Pre-internet, I had no idea what landmarks I should be looking for except what was in the CAA/AAA road trip guide. Bafflingly to adolescent me, this tome made reference to neither Stipe, nor B-52, but it did lead us to the double-barrelled cannon (only fired three times, then abandoned after killing a cow and destroying a barn) and the tree that owns itself.
I was then, as now, a class act, but that t-shirt was an Amnesty International shirt that said something like ‘Women’s Rights are Human Rights’ and I loved wearing it SO MUCH (especially in front of my worst male relatives), even though I was mostly way too anxious to be truly radical and loud back then. (Though I did start a petition in grade 9 because all girls gym classes had to participate in a mandatory dance competition and the dudes did not — this endeared me to basically no one because y’know what?
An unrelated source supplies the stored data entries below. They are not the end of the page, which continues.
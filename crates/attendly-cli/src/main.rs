use anyhow::{bail, Context, Result};
use chrono::NaiveDate;
use clap::{Parser, Subcommand};
use serde_json::Value;
use std::path::PathBuf;

#[derive(Parser)]
#[command(name = "attendly", about = "Attendly face-recognition attendance CLI")]
struct Cli {
    /// Talk to the daemon on the system bus instead of the session bus
    #[arg(long, global = true, env = "ATTENDLY_SYSTEM_BUS", value_parser = clap::builder::BoolishValueParser::new())]
    system: bool,

    #[command(subcommand)]
    command: Commands,
}

#[derive(Subcommand)]
enum Commands {
    /// Enroll an identity from one or more face photos
    Enroll {
        /// Identity id (e.g. roll number)
        id: String,
        /// Display name
        #[arg(short, long)]
        name: String,
        /// Image files, one reference embedding each
        #[arg(required = true)]
        images: Vec<PathBuf>,
    },
    /// Remove an enrolled identity
    Remove {
        id: String,
    },
    /// List enrolled identities
    List,
    /// Start the capture loop
    Start,
    /// Stop the capture loop and release the camera
    Stop,
    /// Show daemon status
    Status,
    /// Show attendance records
    Report {
        /// First day (YYYY-MM-DD), default today
        #[arg(long)]
        from: Option<NaiveDate>,
        /// Last day (YYYY-MM-DD), default `from`
        #[arg(long)]
        to: Option<NaiveDate>,
        /// Only this identity
        #[arg(long)]
        id: Option<String>,
    },
    /// Show attendance percentages per identity
    Summary {
        #[arg(long)]
        from: NaiveDate,
        #[arg(long)]
        to: Option<NaiveDate>,
    },
    /// Run camera diagnostics (bypasses the daemon)
    Test {
        #[arg(long, default_value = "/dev/video0")]
        device: String,
        #[arg(long, default_value_t = 10)]
        frames: usize,
        /// Save the last usable frame as an image
        #[arg(long)]
        output: Option<PathBuf>,
    },
}

#[zbus::proxy(
    interface = "org.attendly.Attendance1",
    default_service = "org.attendly.Attendance1",
    default_path = "/org/attendly/Attendance1"
)]
trait Attendance {
    async fn enroll(&self, identity_id: &str, name: &str, image_paths: Vec<String>) -> zbus::Result<u32>;
    async fn remove_identity(&self, identity_id: &str) -> zbus::Result<()>;
    async fn list_identities(&self) -> zbus::Result<String>;
    async fn start_capture(&self) -> zbus::Result<()>;
    async fn stop_capture(&self) -> zbus::Result<()>;
    async fn status(&self) -> zbus::Result<String>;
    async fn query(&self, from: &str, to: &str, identity_id: &str) -> zbus::Result<String>;
    async fn summary(&self, from: &str, to: &str) -> zbus::Result<String>;
}

#[tokio::main]
async fn main() -> Result<()> {
    tracing_subscriber::fmt()
        .with_env_filter(tracing_subscriber::EnvFilter::from_default_env())
        .init();

    let cli = Cli::parse();

    if let Commands::Test { device, frames, output } = &cli.command {
        return camera_test(device, *frames, output.as_deref());
    }

    tracing::debug!(system_bus = cli.system, "connecting to attendlyd");
    let conn = if cli.system {
        zbus::Connection::system().await
    } else {
        zbus::Connection::session().await
    }
    .context("failed to connect to D-Bus")?;
    let proxy = AttendanceProxy::new(&conn)
        .await
        .context("attendlyd is not reachable")?;

    match cli.command {
        Commands::Enroll { id, name, images } => {
            // The daemon resolves paths from its own working directory.
            let paths = images
                .iter()
                .map(|p| {
                    std::fs::canonicalize(p)
                        .with_context(|| format!("cannot read {}", p.display()))
                        .map(|p| p.to_string_lossy().into_owned())
                })
                .collect::<Result<Vec<_>>>()?;
            let count = proxy.enroll(&id, &name, paths).await?;
            println!("Enrolled {id} ({name}) with {count} reference(s)");
        }
        Commands::Remove { id } => {
            proxy.remove_identity(&id).await?;
            println!("Removed {id}");
        }
        Commands::List => {
            let list: Value = serde_json::from_str(&proxy.list_identities().await?)?;
            let rows = identity_lines(&list);
            if rows.is_empty() {
                println!("No identities enrolled");
            }
            for line in rows {
                println!("{line}");
            }
        }
        Commands::Start => {
            proxy.start_capture().await?;
            println!("Capture started");
        }
        Commands::Stop => {
            proxy.stop_capture().await?;
            println!("Capture stopped");
        }
        Commands::Status => {
            let status: Value = serde_json::from_str(&proxy.status().await?)?;
            println!("{}", serde_json::to_string_pretty(&status)?);
        }
        Commands::Report { from, to, id } => {
            let from = from.unwrap_or_else(|| chrono::Local::now().date_naive());
            let to = to.unwrap_or(from);
            check_range(from, to)?;
            let json = proxy
                .query(&from.to_string(), &to.to_string(), id.as_deref().unwrap_or(""))
                .await?;
            let records: Value = serde_json::from_str(&json)?;
            let rows = record_lines(&records);
            if rows.is_empty() {
                println!("No attendance between {from} and {to}");
            }
            for line in rows {
                println!("{line}");
            }
        }
        Commands::Summary { from, to } => {
            let to = to.unwrap_or_else(|| chrono::Local::now().date_naive());
            check_range(from, to)?;
            let summary: Value = serde_json::from_str(&proxy.summary(&from.to_string(), &to.to_string()).await?)?;
            for line in summary_lines(&summary) {
                println!("{line}");
            }
        }
        Commands::Test { .. } => unreachable!("handled before connecting"),
    }

    Ok(())
}

/// Open the camera, grab frames and report brightness and dark-frame rate.
fn camera_test(device: &str, frames: usize, output: Option<&std::path::Path>) -> Result<()> {
    println!("Available capture devices:");
    for info in attendly_hw::Camera::list_devices() {
        println!("  {}  {} ({}, {})", info.path, info.name, info.driver, info.bus);
    }

    let mut camera = attendly_hw::Camera::open(device, 640, 480)?;
    println!(
        "Opened {device}: {}x{} {:?}",
        camera.width, camera.height, camera.fourcc
    );

    let mut dark = 0usize;
    let mut last_good = None;
    for _ in 0..frames {
        let frame = camera.grab()?;
        println!(
            "  frame {:>4}: brightness {:6.1}{}",
            frame.sequence,
            frame.avg_brightness(),
            if frame.is_dark { "  (dark)" } else { "" }
        );
        if frame.is_dark {
            dark += 1;
        } else {
            last_good = Some(frame);
        }
    }
    println!("{dark}/{frames} dark frames");

    if let Some(path) = output {
        let Some(frame) = last_good else {
            bail!("no usable frame to save");
        };
        let image = image::GrayImage::from_raw(frame.width, frame.height, frame.data)
            .context("frame buffer does not match its dimensions")?;
        image.save(path).with_context(|| format!("failed to write {}", path.display()))?;
        println!("Saved {}", path.display());
    }
    Ok(())
}

fn check_range(from: NaiveDate, to: NaiveDate) -> Result<()> {
    if from > to {
        bail!("--from {from} is after --to {to}");
    }
    Ok(())
}

fn str_field<'a>(v: &'a Value, key: &str) -> &'a str {
    v.get(key).and_then(Value::as_str).unwrap_or("-")
}

fn identity_lines(list: &Value) -> Vec<String> {
    list.as_array()
        .map(|items| {
            items
                .iter()
                .map(|i| {
                    let refs = i.get("references").and_then(Value::as_u64).unwrap_or(0);
                    format!("{:<16} {:<24} {refs} reference(s)", str_field(i, "id"), str_field(i, "name"))
                })
                .collect()
        })
        .unwrap_or_default()
}

fn record_lines(records: &Value) -> Vec<String> {
    records
        .as_array()
        .map(|items| {
            items
                .iter()
                .map(|r| {
                    let time_out = r.get("time_out").and_then(Value::as_str).unwrap_or("open");
                    format!(
                        "{}  {:<16} in {:<12} out {:<12} {}",
                        str_field(r, "date"),
                        str_field(r, "identity_id"),
                        str_field(r, "time_in"),
                        time_out,
                        str_field(r, "status"),
                    )
                })
                .collect()
        })
        .unwrap_or_default()
}

fn summary_lines(summary: &Value) -> Vec<String> {
    summary
        .as_array()
        .map(|items| {
            items
                .iter()
                .map(|s| {
                    let num = |key: &str| s.get(key).and_then(Value::as_f64).unwrap_or(0.0);
                    format!(
                        "{:<16} {:<24} {:>3}/{:<3} {:5.1}%",
                        str_field(s, "identity_id"),
                        str_field(s, "name"),
                        num("present_days"),
                        num("total_days"),
                        num("percentage"),
                    )
                })
                .collect()
        })
        .unwrap_or_default()
}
A lot of folks liked dancing and missing class and thought feminism was weird and lesbian-y and taboo because it was 1991.)
25 years later, I am only a little less anxious/loud, but about 1907% more fed up. And I STILL haven’t figured out how to focus this yet, so I spend a lot of time sitting and fuming and reading and fuming more and occasionally wanting to scream. I’m also a white 40-year-old able-bodied, employed person who doesn’t want to crowd out the voices of folks far more marginalised/victimised/ostracised than people like me, whose worst experiences some weeks are that MAYBE a dude was leering on the bus, but also maybe just looking out the window peculiarly
When I was younger, some ‘cooler’ friends would tell me that protests didn’t make a difference, and I started to believe them. That was bullshit. I am in awe of the young women and men of Marjory Stoneman Douglas and across the U.S. and how they have united not just their peers, but generations much older than they are, to pursue real change in the world with real immediacy. I’m easily old enough to be their parents and I am delighted that people my age are raising these amazing kids, and obviously, horrified that their diligence and fervour is because they are literally having to fight or their safety and lives.
But I am old(ish) and more easily scared off challenges. Reductress has started selling a ‘Tired feminist’ sweatshirt for folks like me. I can definitely do more, but I’m REALLY excellent at getting overwhelmed and shutting down and rewatching Mike Schur shows with the cat and that’s just my modus operandus all the time now because ugh, the world, so much to do, and what the fuck is it that we’re supposed to be doing now. The Canadian justice system needs an overhaul, the MMIWG inquiry is a shambles, the Toronto Police ignored warnings from the queer community about a serial killer for years, hundreds of anonymous petition-signers NIMBYed the fuck out of the homeless in the Byward Market instead of being actually helpful, extremists in London are calling for people to pull hijabs off of Muslim women (or throw acid on them), some of the best people I know have to call their congresspeople and senators near-daily about healthcare, collusion, and white supremacy, my former hero Aung Sang Suu Kyi is ignoring a genocide, etc., ad nauseum. It’s a fucking lot.
The Guilty Feminist podcast’s host/creator Deborah Frances-White had some helpful insight on the recent Suffragette special (which was great all-around (laughter, tears, history), but especially great because it acknowledged that 1918 only brought votes for some white women over the age of 30 in the U.K.):
I don’t know how to do this; I’m super new at it, but I’ve realised that I don’t have to know. I have to know how to do one thing, I have to know how to do the first thing, and then the second thing will make itself apparent…and we can ask each other for help. We can connect to each other, and we can make a difference.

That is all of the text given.